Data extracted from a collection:
-=-=-
//! # lookout-core
//!
//! Core library for the Lookout dashboard: shared types, the asynchronous
//! fetch lifecycle, polling, aggregation, and filtering.
//!
//! This crate provides:
//! - [`LookoutError`] - Error types for Lookout operations
//! - [`logging`] - Tracing setup and log management utilities
//! - [`types`] - Shared domain types (agents, activity items, posts)
//! - [`resource`] - The generic async fetch lifecycle ([`AsyncResource`])
//! - [`poller`] - Fixed-interval re-fetching ([`PollingSource`])
//! - [`aggregator`] - Merging status and item snapshots into one feed
//! - [`filter`] - Agent and kind filtering over the aggregated feed
//! - [`config`] - YAML configuration loading
//! - [`format`] - Display formatting helpers
//!
//! ## Example
//!
//! ```
//! use lookout_core::aggregator::aggregate;
//! use lookout_core::filter::{FilterEngine, FilterSelection};
//!
//! let view = aggregate(&[], &[]);
//! let engine = FilterEngine::default();
//! let visible = engine.apply(&view.items, &FilterSelection::default());
//! assert!(visible.is_empty());
//! ```

pub mod aggregator;
pub mod config;
pub mod error;
pub mod filter;
pub mod format;
pub mod logging;
pub mod poller;
pub mod resource;
pub mod types;

// Re-export main types for convenience
pub use aggregator::{aggregate, ActiveWorkSummary, ActivityView};
pub use config::Config;
pub use error::{LookoutError, Result};
pub use filter::{FilterEngine, FilterSelection, KindFilter, StandalonePolicy};
pub use logging::{init_logging, LogGuard};
pub use poller::PollingSource;
pub use resource::{AsyncResource, AsyncState, LoadStatus};
pub use types::{AgentState, AgentStatus, BlogPost, ItemKind, ThreadedItem};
-=-=-
TASK GOAL —
Exactly as given, repeat each line above.

YOUR SOLUTION —
//! # lookout-core
//!
//! Core library for the Lookout dashboard: shared types, the asynchronous
//! fetch lifecycle, polling, aggregation, and filtering.
//!
//! This crate provides:
//! - [`LookoutError`] - Error types for Lookout operations
//! - [`logging`] - Tracing setup and log management utilities
//! - [`types`] - Shared domain types (agents, activity items, posts)
//! - [`resource`] - The generic async fetch lifecycle ([`AsyncResource`])
//! - [`poller`] - Fixed-interval re-fetching ([`PollingSource`])
//! - [`aggregator`] - Merging status and item snapshots into one feed
//! - [`filter`] - Agent and kind filtering over the aggregated feed
//! - [`config`] - YAML configuration loading
//! - [`format`] - Display formatting helpers
//!
//! ## Example
//!
//! ```
//! use lookout_core::aggregator::aggregate;
//! use lookout_core::filter::{FilterEngine, FilterSelection};
//!
//! let view = aggregate(&[], &[]);
//! let engine = FilterEngine::default();
//! let visible = engine.apply(&view.items, &FilterSelection::default());
//! assert!(visible.is_empty());
//! ```

pub mod aggregator;
pub mod config;
pub mod error;
pub mod filter;
pub mod format;
pub mod logging;
pub mod poller;
pub mod resource;
pub mod types;

// Re-export main types for convenience
pub use aggregator::{aggregate, ActiveWorkSummary, ActivityView};
pub use config::Config;
pub use error::{LookoutError, Result};
pub use filter::{FilterEngine, FilterSelection, KindFilter, StandalonePolicy};
pub use logging::{init_logging, LogGuard};
pub use poller::PollingSource;
pub use resource::{AsyncResource, AsyncState, LoadStatus};
pub use types::{AgentState, AgentStatus, BlogPost, ItemKind, ThreadedItem};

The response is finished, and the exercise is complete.